The court does not find this to be the case. Instruction 13 includes the contention that the defendants were seeking compensation for the wells being shut in from November 19, 2002 to the present. While there was no specific instruction on formulating the damages relating to the shut in of the wells, the jury was instructed regarding damages generally and considered all the evidence submitted. The jurors' questions as to damages highlight their acuity in determining the salient issues. The court had offered the parties an opportunity to clarify their positions on damages after the presentation of the jury question, but both parties agreed that it was best that the jury consider all the evidence that had been submitted over the course of the trial. Having conceded to the trying of this issue on the evidence presented, it is now inappropriate to argue that the instructions were inadequate. As defendants' brief lays out, there were a number of ways in which the jury could have reached the amount of damages awarded. The court will not interfere with the jury's determination of damages.

Additionally, the record indicates that Northern did not object to the verdict form including the possibility of recovery for damages. Had Northern been so troubled or surprised by the possibility of recovery for the shut in of the wells, then plaintiff would have surely objected to the inclusion of the corrollary verdict instructions.

Taken together, the jury instructions and the record provided a sufficient basis for the jury's verdict. The court finds the requirements of Rule 50 have not been met.

Verdict Form

D. Whether the Verdict Form was Fatally Flawed in its Description of the Counterclaim

Plaintiff argues that the verdict form was fatally flawed because the phrasing is unclear and there was no reasonable basis for the jury to have made the finding as to damages.

Question 6a states, "Are defendants entitled to payment from plaintiff Northern for their damages in relation to the shutting-in of Trans Pacific's wells while this lawsuit was pending?" The jury answered "yes" and proceeded to the next question. Question 6b asked, "If so, how much in damages, if any, should each defendant receive?" The verdict form provided one line for the jury to enter an amount. A parenthetical followed the question and stated that Trans Pacific would be responsible for distributing the funds to the working, overriding royalty and royalty interest owners pursuant to their percentage interests in the leases. From the jury instructions and the verdict form, the jury was already aware that there were four defendants in this action. The presentation of the evidence also made clear that the defendants would have expenses to subtract from any award before Trans Pacific could distribute the remaining funds to its co-defendants. In light of the jury instructions that specified the percentage of interest and the parenthetical notation following Question 6b, the court does not find the verdict form to be fatally flawed. The jury clearly awarded each defendant $1.14 million for a total award of $4.56 million.

The next issue is whether the jury had a basis for the finding as to damages.
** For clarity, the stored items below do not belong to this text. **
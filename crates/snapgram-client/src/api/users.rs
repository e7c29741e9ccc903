use serde_json::json;
use tracing::{error, info, warn};

use snapgram_shared::constants::{ATTR_CREATED_AT, ATTR_FOLLOWERS, ATTR_FOLLOWING};
use snapgram_shared::models::{UpdateUser, User};
use snapgram_shared::types::UserId;
use snapgram_shared::validation::validate_update_user;
use snapgram_shared::ValidationError;

use super::relations::SetEdit;
use super::{decode, decode_all, fields, Api};
use crate::error::ApiResult;
use crate::remote::Query;

impl Api {
    /// Newest users first. `None` lists without a limit clause.
    pub async fn get_users(&self, limit: Option<u32>) -> ApiResult<Vec<User>> {
        let mut queries = vec![Query::order_desc(ATTR_CREATED_AT)];
        if let Some(limit) = limit {
            queries.push(Query::Limit(limit));
        }
        let list = self
            .remote
            .list_documents(&self.config.user_collection_id, &queries)
            .await?;
        decode_all(&list)
    }

    pub async fn get_user_by_id(&self, user_id: &UserId) -> ApiResult<User> {
        let doc = self
            .remote
            .get_document(&self.config.user_collection_id, user_id.as_str())
            .await?;
        decode(&doc)
    }

    /// Update the profile fields and optionally the avatar, with the same
    /// file rules as a post update.
    pub async fn update_user(&self, user: UpdateUser) -> ApiResult<User> {
        validate_update_user(&user)?;

        let replacement = match user.file {
            Some(file) => Some(self.upload_media(file).await?),
            None => None,
        };
        let (image_id, image_url) = match &replacement {
            Some(media) => (Some(media.file_id.clone()), media.url.clone()),
            None => (user.image_id.clone(), user.image_url.clone()),
        };

        let data = fields([
            ("name", json!(user.name)),
            ("username", json!(user.username)),
            ("bio", json!(user.bio)),
            ("imageUrl", json!(image_url)),
            ("imageId", json!(image_id)),
        ]);

        let result = self
            .remote
            .update_document(&self.config.user_collection_id, user.user_id.as_str(), data, None)
            .await;

        let doc = match result {
            Ok(doc) => doc,
            Err(e) => {
                if let Some(new) = &replacement {
                    warn!(user_id = %user.user_id, file_id = %new.file_id, error = %e,
                        "Profile update failed, removing new avatar");
                    self.discard_file(&new.file_id).await;
                }
                return Err(e.into());
            }
        };

        // generated initials have no file to delete
        if let (Some(_), Some(old)) = (&replacement, &user.image_id) {
            self.discard_file(old).await;
        }

        info!(user_id = %user.user_id, "Profile updated");
        decode(&doc)
    }

    /// Add `follower` to `target`'s followers and `target` to the
    /// follower's following list. Returns the follower's updated profile.
    pub async fn follow_user(&self, follower: &UserId, target: &UserId) -> ApiResult<User> {
        self.edit_follow(follower, target, SetEdit::Add).await
    }

    pub async fn unfollow_user(&self, follower: &UserId, target: &UserId) -> ApiResult<User> {
        self.edit_follow(follower, target, SetEdit::Remove).await
    }

    async fn edit_follow(&self, follower: &UserId, target: &UserId, edit: SetEdit) -> ApiResult<User> {
        if follower == target {
            return Err(ValidationError::SelfFollow.into());
        }
        let users = &self.config.user_collection_id;

        let first = self
            .edit_relation(users, target.as_str(), ATTR_FOLLOWERS, follower.as_str(), edit)
            .await?;

        match self
            .edit_relation(users, follower.as_str(), ATTR_FOLLOWING, target.as_str(), edit)
            .await
        {
            Ok(second) => {
                info!(%follower, %target, ?edit, "Follow relation updated");
                decode(&second.doc)
            }
            Err(e) => {
                // only undo a write this call made
                if first.changed {
                    if let Err(undo) = self
                        .edit_relation(
                            users,
                            target.as_str(),
                            ATTR_FOLLOWERS,
                            follower.as_str(),
                            edit.inverse(),
                        )
                        .await
                    {
                        error!(%follower, %target, error = %undo, "Failed to revert followers edit");
                    }
                }
                Err(e)
            }
        }
    }
}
As the court noted in the previous section, there is sufficient evidence to uphold the damages award. The record of the instructions conference indicates that plaintiff had no objection to Question 6.

E. Whether the Verdict Form was Fatally Flawed in its Construction

Plaintiff argues that the verdict form is fatally flawed because it misstates the law. Plaintiff contends that nothing in the statute requires Northern to prove that the gas migrated under defendants' land after the effective date of the statute, July 1, 1993.

Understanding K.S.A. § 55-1210 requires a review of its history. Prior to the enactment of this provision, the Kansas Supreme Court found that the rule of capture applied to nonnative gas that had migrated to adjoining property. See Anderson v. Beech Aircraft, Corp., 699 P.2d 1023, 1031 (1985). Thus, any person who subsequently produces migrated gas would be the effective owner, and any injector who was not a natural gas public utility lost property rights to the gas upon its migration from the underground storage facility. Id. On July 1, 1993, the state legislature enacted K.S.A. § 55-1210. The provision confers title to an injector of gas as long as he or she is able to prove by a preponderance of the evidence that such gas was originally injected into underground storage. The statute confers title to the gas injector and provides a means of determining ownership. K.S.A. § 55-1210(a), (c). Subsection (c) describes the standard for asserting ownership of migrated gas and provides a means by which costs are assessed.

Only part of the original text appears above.